• [HOW TO COMPLETE THIS TASK]:
Where the records below show a line containing "to share compiled", start copying; end with the line containing "pub fn options(mut", and copy it too.

Dataset entries
....
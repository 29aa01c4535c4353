use std::collections::BTreeMap;
use std::fmt;
use std::sync::Arc;

use tracing::debug;

use crate::tree::path;
use crate::{
    ConfigTree, ContextSource, ExpressionEvaluator, PredicateCache, PredicateEvaluator, ReloadToken,
    Rule, RuleError, RuleSet,
};

/// Child key that marks a node as rule-bearing unless configured otherwise.
pub const DEFAULT_RULES_KEY: &str = "_rules";

/// Key names the overlay looks for.
#[derive(Debug, Clone, PartialEq, Eq)]
#[cfg_attr(feature = "json", derive(serde::Deserialize), serde(default))]
pub struct OverlayOptions {
    /// Child key marking a node as rule-bearing. Pick something that never
    /// appears as an ordinary configuration key.
    pub rules_key: String,
    /// Key of a rule entry's predicate.
    pub when_key: String,
    /// Key of a rule entry's value.
    pub value_key: String,
}

impl Default for OverlayOptions {
    fn default() -> Self {
        Self {
            rules_key: DEFAULT_RULES_KEY.to_owned(),
            when_key: "when".to_owned(),
            value_key: "value".to_owned(),
        }
    }
}

/// Builder for a [`RuleOverlay`], obtained from [`RuleOverlay::builder()`].
///
/// Without a context source, resolving any conditional rule fails with
/// [`RuleError::MissingContext`]. Without an evaluator, an
/// [`ExpressionEvaluator`] with a fresh cache is used.
pub struct OverlayBuilder {
    tree: Arc<dyn ConfigTree>,
    context: Option<Arc<dyn ContextSource>>,
    evaluator: Option<Arc<dyn PredicateEvaluator>>,
    options: OverlayOptions,
}

impl OverlayBuilder {
    #[must_use]
    pub fn context(mut self, source: impl ContextSource + 'static) -> Self {
        self.context = Some(Arc::new(source));
        self
    }

    /// Evaluate predicates with `evaluator`. Replaces any earlier
    /// [`cache`](Self::cache) setting; the last of the two calls wins.
    #[must_use]
    pub fn evaluator(mut self, evaluator: impl PredicateEvaluator + 'static) -> Self {
        self.evaluator = Some(Arc::new(evaluator));
        self
    }

    /// Use the built-in evaluator backed by `cache`, e.g. to share compiled
    /// predicates between overlays. Replaces any earlier
    /// [`evaluator`](Self::evaluator) setting; the last of the two calls wins.
    #[must_use]
    pub fn cache(self, cache: Arc<PredicateCache>) -> Self {
        self.evaluator(ExpressionEvaluator::with_cache(cache))
    }

    #[must_use]
    pub fn options(mut self, options: OverlayOptions) -> Self {
        self.options = options;
        self
    }

    #[must_use]
    pub fn rules_key(mut self, key: impl Into<String>) -> Self {
        self.options.rules_key = key.into();
        self
    }

    #[must_use]
    pub fn build(self) -> RuleOverlay {
        let context: Arc<dyn ContextSource> = match self.context {
            Some(context) => context,
            None => Arc::new(crate::source::from_fn(|| None)),
        };
        let evaluator: Arc<dyn PredicateEvaluator> = match self.evaluator {
            Some(evaluator) => evaluator,
            None => Arc::new(ExpressionEvaluator::new()),
        };
        RuleOverlay {
            inner: Arc::new(Inner {
                tree: self.tree,
                context,
                evaluator,
                options: self.options,
            }),
        }
    }
}

/// Read-through view of a [`ConfigTree`] that resolves rule-bearing
/// sections to a single value.
///
/// A node is rule-bearing when one of its children is the rules marker
/// (`_rules` by default). The marker's children are rule entries, each with
/// a `when` predicate and a `value`. Reading such a node through
/// [`section()`](Self::section) or [`children()`](Self::children) yields a
/// [`Section`] whose value is the resolved one.
///
/// Nothing is cached apart from compiled predicates, so every read sees the
/// tree's and the context source's current state. Clones share everything.
///
/// ```
/// use ruleconf::{Context, MemoryTree, RuleOverlay};
///
/// let tree = MemoryTree::from_pairs([
///     ("Feature:_rules:0:when", "Prop1 > 100"),
///     ("Feature:_rules:0:value", "A"),
///     ("Feature:_rules:1:value", "B"),
/// ]);
/// let overlay = RuleOverlay::new(tree, Context::new().set("Prop1", 12_i64));
/// assert_eq!(overlay.section("Feature")?.value(), Some("B"));
/// # Ok::<(), ruleconf::RuleError>(())
/// ```
#[derive(Clone)]
pub struct RuleOverlay {
    inner: Arc<Inner>,
}

struct Inner {
    tree: Arc<dyn ConfigTree>,
    context: Arc<dyn ContextSource>,
    evaluator: Arc<dyn PredicateEvaluator>,
    options: OverlayOptions,
}

impl fmt::Debug for RuleOverlay {
    fn fmt(&self, f: &mut fmt::Formatter<'_>) -> fmt::Result {
        f.debug_struct("RuleOverlay")
            .field("options", &self.inner.options)
            .finish_non_exhaustive()
    }
}

impl RuleOverlay {
    #[must_use]
    pub fn builder(tree: impl ConfigTree + 'static) -> OverlayBuilder {
        OverlayBuilder {
            tree: Arc::new(tree),
            context: None,
            evaluator: None,
            options: OverlayOptions::default(),
        }
    }

    /// Overlay `tree` with the default evaluator and options.
    #[must_use]
    pub fn new(tree: impl ConfigTree + 'static, context: impl ContextSource + 'static) -> Self {
        Self::builder(tree).context(context).build()
    }

    #[must_use]
    pub fn options(&self) -> &OverlayOptions {
        &self.inner.options
    }

    /// Direct scalar read. Does not look for rules: a rule-bearing key read
    /// this way returns whatever raw value the tree holds for it.
    #[must_use]
    pub fn get(&self, key: &str) -> Option<String> {
        self.inner.tree.value(key)
    }

    /// The section at `key`, with rules resolved.
    ///
    /// # Errors
    ///
    /// Any [`RuleError`] raised while resolving the section's rules.
    pub fn section(&self, key: &str) -> Result<Section, RuleError> {
        self.materialize(key.to_owned())
    }

    /// The top-level sections, with rules resolved.
    ///
    /// # Errors
    ///
    /// The first [`RuleError`] raised by any child.
    pub fn children(&self) -> Result<Vec<Section>, RuleError> {
        self.children_of("")
    }

    /// The underlying tree's token.
    #[must_use]
    pub fn reload_token(&self) -> ReloadToken {
        self.inner.tree.reload_token()
    }

    /// Every value in the tree as `path → value`, with rule-bearing nodes
    /// resolved and rule declarations left out.
    ///
    /// # Errors
    ///
    /// The first [`RuleError`] raised anywhere in the tree.
    pub fn flatten(&self) -> Result<BTreeMap<String, String>, RuleError> {
        let mut out = BTreeMap::new();
        self.flatten_into("", &mut out)?;
        Ok(out)
    }

    fn materialize(&self, path: String) -> Result<Section, RuleError> {
        let value = if self.is_rule_bearing(&path) {
            self.resolve_at(&path)?
        } else {
            self.inner.tree.value(&path)
        };
        Ok(Section {
            overlay: self.clone(),
            key: path::key_of(&path).to_owned(),
            path,
            value,
        })
    }

    fn children_of(&self, parent: &str) -> Result<Vec<Section>, RuleError> {
        self.inner
            .tree
            .child_keys(parent)
            .iter()
            .map(|key| self.materialize(path::combine(parent, key)))
            .collect()
    }

    fn is_rule_bearing(&self, path: &str) -> bool {
        self.inner
            .tree
            .child_keys(path)
            .iter()
            .any(|key| *key == self.inner.options.rules_key)
    }

    fn resolve_at(&self, path: &str) -> Result<Option<String>, RuleError> {
        let marker = path::combine(path, &self.inner.options.rules_key);
        let rules = self.read_rule_set(marker)?;
        let context = self.inner.context.context();
        let value = rules.resolve(context.as_ref(), self.inner.evaluator.as_ref())?;
        debug!(
            path,
            rules = rules.len(),
            resolved = value.is_some(),
            "resolved rule-bearing section"
        );
        Ok(value)
    }

    fn read_rule_set(&self, marker: String) -> Result<RuleSet, RuleError> {
        let tree = &self.inner.tree;
        let options = &self.inner.options;
        if tree.value(&marker).is_some() {
            return Err(RuleError::MalformedRuleSet {
                path: marker,
                reason: "rules marker holds a scalar instead of rule entries".to_owned(),
            });
        }
        let mut rules = Vec::new();
        for key in entry_keys(tree.child_keys(&marker)) {
            let entry = path::combine(&marker, &key);
            let when = tree.value(&path::combine(&entry, &options.when_key));
            let value = tree.value(&path::combine(&entry, &options.value_key));
            match (when, value) {
                (when, Some(value)) => rules.push(Rule { when, value }),
                (None, None) => {
                    return Err(RuleError::MalformedRuleSet {
                        path: marker,
                        reason: format!(
                            "entry '{key}' has neither '{}' nor '{}'",
                            options.when_key, options.value_key
                        ),
                    });
                }
                (Some(_), None) => {
                    return Err(RuleError::MalformedRuleSet {
                        path: marker,
                        reason: format!("entry '{key}' has no '{}'", options.value_key),
                    });
                }
            }
        }
        Ok(RuleSet::at(marker, rules))
    }

    fn flatten_into(&self, parent: &str, out: &mut BTreeMap<String, String>) -> Result<(), RuleError> {
        for key in self.inner.tree.child_keys(parent) {
            if key == self.inner.options.rules_key {
                continue;
            }
            let section = self.materialize(path::combine(parent, &key))?;
            self.flatten_into(&section.path, out)?;
            if let Some(value) = section.value {
                out.insert(section.path, value);
            }
        }
        Ok(())
    }
}

/// Rule entries in declaration order: by index when every key is an
/// integer, tree order otherwise.
fn entry_keys(mut keys: Vec<String>) -> Vec<String> {
    if keys.iter().all(|key| key.parse::<u64>().is_ok()) {
        keys.sort_by_key(|key| key.parse::<u64>().unwrap_or(u64::MAX));
    }
    keys
}

/// A node read through a [`RuleOverlay`].
///
/// Carries the node's materialized value and reads its descendants through
/// the same overlay.
#[derive(Debug, Clone)]
pub struct Section {
    overlay: RuleOverlay,
    key: String,
    path: String,
    value: Option<String>,
}

impl Section {
    /// Last segment of the path.
    #[must_use]
    pub fn key(&self) -> &str {
        &self.key
    }

    #[must_use]
    pub fn path(&self) -> &str {
        &self.path
    }

    /// The resolved value for rule-bearing nodes, the tree's value otherwise.
    #[must_use]
    pub fn value(&self) -> Option<&str> {
        self.value.as_deref()
    }

    #[must_use]
    pub fn into_value(self) -> Option<String> {
        self.value
    }

    /// Whether the node has a value or any children.
    #[must_use]
    pub fn exists(&self) -> bool {
        self.value.is_some() || !self.overlay.inner.tree.child_keys(&self.path).is_empty()
    }

    /// Direct scalar read below this section; see [`RuleOverlay::get`].
    #[must_use]
    pub fn get(&self, key: &str) -> Option<String> {
        self.overlay.get(&path::combine(&self.path, key))
    }

    /// # Errors
    ///
    /// See [`RuleOverlay::section`].
    pub fn section(&self, key: &str) -> Result<Section, RuleError> {
        self.overlay.materialize(path::combine(&self.path, key))
    }

    /// # Errors
    ///
    /// See [`RuleOverlay::children`].
    pub fn children(&self) -> Result<Vec<Section>, RuleError> {
        self.overlay.children_of(&self.path)
    }

    #[must_use]
    pub fn reload_token(&self) -> ReloadToken {
        self.overlay.reload_token()
    }

    /// Values below this section, keyed by full path. The section's own
    /// value is not included.
    ///
    /// # Errors
    ///
    /// See [`RuleOverlay::flatten`].
    pub fn flatten(&self) -> Result<BTreeMap<String, String>, RuleError> {
        let mut out = BTreeMap::new();
        self.overlay.flatten_into(&self.path, &mut out)?;
        Ok(out)
    }
}

/// Wrap any [`ConfigTree`] in a [`RuleOverlay`] in one call.
pub trait ConfigTreeExt: ConfigTree + Sized + 'static {
    fn with_rules(self, context: impl ContextSource + 'static) -> RuleOverlay {
        RuleOverlay::new(self, context)
    }
}

impl<T: ConfigTree + 'static> ConfigTreeExt for T {}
....
• [OUTPUT FOR THIS TASK]:
    /// Use the built-in evaluator backed by `cache`, e.g. to share compiled
    /// predicates between overlays. Replaces any earlier
    /// [`evaluator`](Self::evaluator) setting; the last of the two calls wins.
    #[must_use]
    pub fn cache(self, cache: Arc<PredicateCache>) -> Self {
        self.evaluator(ExpressionEvaluator::with_cache(cache))
    }

    #[must_use]
    pub fn options(mut self, options: OverlayOptions) -> Self {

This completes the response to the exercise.